# [Work required]
Copy out each line containing "trimmed" from the entries below.

# [Records provided]

// SPDX-License-Identifier: Apache-2.0 OR MIT
// Copyright (c) 2025-2026 naskel.com

//! Predicate expression parser.
//!
//! Parses SQL-like row predicates into an AST.

use super::PredicateError;

/// Comparison operators.
#[derive(Debug, Clone, Copy, PartialEq, Eq)]
pub enum Operator {
    /// Greater than (>)
    Gt,
    /// Less than (<)
    Lt,
    /// Greater than or equal (>=)
    Ge,
    /// Less than or equal (<=)
    Le,
    /// Equal (= or ==)
    Eq,
    /// Not equal (<> or !=)
    Ne,
    /// LIKE pattern matching
    Like,
}

/// Operand of a comparison: a literal or a field of the row key.
#[derive(Debug, Clone, PartialEq)]
pub enum Operand {
    Integer(i64),
    Float(f64),
    String(String),
    Boolean(bool),
    Null,
    Field(String),
}

/// Parsed predicate AST node.
#[derive(Debug, Clone, PartialEq)]
pub enum Expression {
    /// left op right
    Comparison {
        left: Operand,
        op: Operator,
        right: Operand,
    },
    /// operand IN (v1, v2, ...)
    In { operand: Operand, list: Vec<Operand> },
    /// operand IS [NOT] NULL
    IsNull { operand: Operand, negated: bool },
    And(Box<Expression>, Box<Expression>),
    Or(Box<Expression>, Box<Expression>),
    Not(Box<Expression>),
    /// Matches every row.
    True,
}

#[derive(Debug, Clone, PartialEq)]
enum Token {
    Identifier(String),
    Integer(i64),
    Float(f64),
    String(String),
    Operator(Operator),
    And,
    Or,
    Not,
    In,
    Is,
    Null,
    True,
    False,
    Comma,
    LParen,
    RParen,
    Eof,
}

struct Lexer<'a> {
    input: &'a str,
    pos: usize,
}

impl<'a> Lexer<'a> {
    fn new(input: &'a str) -> Self {
        Self { input, pos: 0 }
    }

    fn peek_char(&self) -> Option<char> {
        self.input[self.pos..].chars().next()
    }

    fn next_char(&mut self) -> Option<char> {
        let ch = self.peek_char()?;
        self.pos += ch.len_utf8();
        Some(ch)
    }

    fn skip_whitespace(&mut self) {
        while matches!(self.peek_char(), Some(ch) if ch.is_whitespace()) {
            self.next_char();
        }
    }

    fn read_identifier(&mut self) -> &'a str {
        let start = self.pos;
        while matches!(self.peek_char(), Some(ch) if ch.is_alphanumeric() || ch == '_' || ch == '.')
        {
            self.next_char();
        }
        let input = self.input;
        &input[start..self.pos]
    }

    fn read_number(&mut self) -> Result<Token, PredicateError> {
        let start = self.pos;
        let mut has_dot = false;

        if self.peek_char() == Some('-') {
            self.next_char();
        }

        while let Some(ch) = self.peek_char() {
            if ch.is_ascii_digit() {
                self.next_char();
            } else if ch == '.' && !has_dot {
                has_dot = true;
                self.next_char();
            } else {
                break;
            }
        }

        let text = &self.input[start..self.pos];
        if has_dot {
            text.parse()
                .map(Token::Float)
                .map_err(|_| PredicateError::Parse(format!("invalid number '{}'", text)))
        } else {
            text.parse()
                .map(Token::Integer)
                .map_err(|_| PredicateError::Parse(format!("invalid number '{}'", text)))
        }
    }

    // Single-quoted, '' escapes a quote.
    fn read_string(&mut self) -> Result<String, PredicateError> {
        self.next_char();
        let mut out = String::new();

        while let Some(ch) = self.next_char() {
            if ch == '\'' {
                if self.peek_char() == Some('\'') {
                    self.next_char();
                    out.push('\'');
                    continue;
                }
                return Ok(out);
            }
            out.push(ch);
        }

        Err(PredicateError::Parse("unterminated string".to_string()))
    }

    fn next_token(&mut self) -> Result<Token, PredicateError> {
        self.skip_whitespace();

        let ch = match self.peek_char() {
            Some(c) => c,
            None => return Ok(Token::Eof),
        };

        match ch {
            '>' => {
                self.next_char();
                if self.peek_char() == Some('=') {
                    self.next_char();
                    return Ok(Token::Operator(Operator::Ge));
                }
                return Ok(Token::Operator(Operator::Gt));
            }
            '<' => {
                self.next_char();
                if self.peek_char() == Some('=') {
                    self.next_char();
                    return Ok(Token::Operator(Operator::Le));
                }
                if self.peek_char() == Some('>') {
                    self.next_char();
                    return Ok(Token::Operator(Operator::Ne));
                }
                return Ok(Token::Operator(Operator::Lt));
            }
            '=' => {
                self.next_char();
                if self.peek_char() == Some('=') {
                    self.next_char();
                }
                return Ok(Token::Operator(Operator::Eq));
            }
            '!' => {
                self.next_char();
                if self.peek_char() == Some('=') {
                    self.next_char();
                    return Ok(Token::Operator(Operator::Ne));
                }
                return Err(PredicateError::Parse("expected '=' after '!'".to_string()));
            }
            '(' => {
                self.next_char();
                return Ok(Token::LParen);
            }
            ')' => {
                self.next_char();
                return Ok(Token::RParen);
            }
            ',' => {
                self.next_char();
                return Ok(Token::Comma);
            }
            '\'' => return self.read_string().map(Token::String),
            _ => {}
        }

        if ch.is_ascii_digit()
            || (ch == '-' && self.input[self.pos + 1..].starts_with(|c: char| c.is_ascii_digit()))
        {
            return self.read_number();
        }

        if ch.is_alphabetic() || ch == '_' {
            let ident = self.read_identifier();
            return Ok(match ident.to_ascii_uppercase().as_str() {
                "AND" => Token::And,
                "OR" => Token::Or,
                "NOT" => Token::Not,
                "IN" => Token::In,
                "IS" => Token::Is,
                "NULL" => Token::Null,
                "TRUE" => Token::True,
                "FALSE" => Token::False,
                "LIKE" => Token::Operator(Operator::Like),
                _ => Token::Identifier(ident.to_string()),
            });
        }

        Err(PredicateError::Parse(format!(
            "unexpected character '{}' at offset {}",
            ch, self.pos
        )))
    }
}

struct Parser<'a> {
    lexer: Lexer<'a>,
    current: Token,
}

impl<'a> Parser<'a> {
    fn new(input: &'a str) -> Result<Self, PredicateError> {
        let mut lexer = Lexer::new(input);
        let current = lexer.next_token()?;
        Ok(Self { lexer, current })
    }

    fn advance(&mut self) -> Result<(), PredicateError> {
        self.current = self.lexer.next_token()?;
        Ok(())
    }

    fn expect(&mut self, token: Token, what: &str) -> Result<(), PredicateError> {
        if self.current != token {
            return Err(PredicateError::Parse(format!(
                "expected {}, got {:?}",
                what, self.current
            )));
        }
        self.advance()
    }

    fn parse_or(&mut self) -> Result<Expression, PredicateError> {
        let mut left = self.parse_and()?;

        while self.current == Token::Or {
            self.advance()?;
            let right = self.parse_and()?;
            left = Expression::Or(Box::new(left), Box::new(right));
        }

        Ok(left)
    }

    fn parse_and(&mut self) -> Result<Expression, PredicateError> {
        let mut left = self.parse_not()?;

        while self.current == Token::And {
            self.advance()?;
            let right = self.parse_not()?;
            left = Expression::And(Box::new(left), Box::new(right));
        }

        Ok(left)
    }

    fn parse_not(&mut self) -> Result<Expression, PredicateError> {
        if self.current == Token::Not {
            self.advance()?;
            let expr = self.parse_not()?;
            return Ok(Expression::Not(Box::new(expr)));
        }

        self.parse_primary()
    }

    fn parse_primary(&mut self) -> Result<Expression, PredicateError> {
        if self.current == Token::LParen {
            self.advance()?;
            let expr = self.parse_or()?;
            self.expect(Token::RParen, "closing parenthesis")?;
            return Ok(expr);
        }

        // bare TRUE selects everything
        if self.current == Token::True {
            self.advance()?;
            if matches!(self.current, Token::Eof | Token::RParen | Token::And | Token::Or) {
                return Ok(Expression::True);
            }
            return self.parse_predicate_tail(Operand::Boolean(true));
        }

        let left = self.parse_operand()?;
        self.parse_predicate_tail(left)
    }

    fn parse_predicate_tail(&mut self, left: Operand) -> Result<Expression, PredicateError> {
        match self.current.clone() {
            Token::Operator(op) => {
                self.advance()?;
                let right = self.parse_operand()?;
                Ok(Expression::Comparison { left, op, right })
            }
            Token::In => {
                self.advance()?;
                self.expect(Token::LParen, "'(' after IN")?;
                let mut list = vec![self.parse_operand()?];
                while self.current == Token::Comma {
                    self.advance()?;
                    list.push(self.parse_operand()?);
                }
                self.expect(Token::RParen, "')' closing IN list")?;
                Ok(Expression::In {
                    operand: left,
                    list,
                })
            }
            Token::Is => {
                self.advance()?;
                let negated = if self.current == Token::Not {
                    self.advance()?;
                    true
                } else {
                    false
                };
                self.expect(Token::Null, "NULL after IS")?;
                Ok(Expression::IsNull {
                    operand: left,
                    negated,
                })
            }
            other => Err(PredicateError::Parse(format!(
                "expected operator, got {:?}",
                other
            ))),
        }
    }

    fn parse_operand(&mut self) -> Result<Operand, PredicateError> {
        let operand = match &self.current {
            Token::Identifier(name) => Operand::Field(name.clone()),
            Token::Integer(n) => Operand::Integer(*n),
            Token::Float(f) => Operand::Float(*f),
            Token::String(s) => Operand::String(s.clone()),
            Token::True => Operand::Boolean(true),
            Token::False => Operand::Boolean(false),
            Token::Null => Operand::Null,
            _ => {
                return Err(PredicateError::Parse(format!(
                    "expected value, got {:?}",
                    self.current
                )))
            }
        };

        self.advance()?;
        Ok(operand)
    }
}

/// Parse a predicate string into an AST.
pub fn parse_expression(expression: &str) -> Result<Expression, PredicateError> {
    let trimmed = expression.trim();
    if trimmed.is_empty() {
        return Err(PredicateError::EmptyExpression);
    }

    let mut parser = Parser::new(trimmed)?;
    let expr = parser.parse_or()?;
    if parser.current != Token::Eof {
        return Err(PredicateError::Parse(format!(
            "trailing input at {:?}",
            parser.current
        )));
    }
    Ok(expr)
}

# [Solved problem]
    let trimmed = expression.trim();
    if trimmed.is_empty() {
    let mut parser = Parser::new(trimmed)?;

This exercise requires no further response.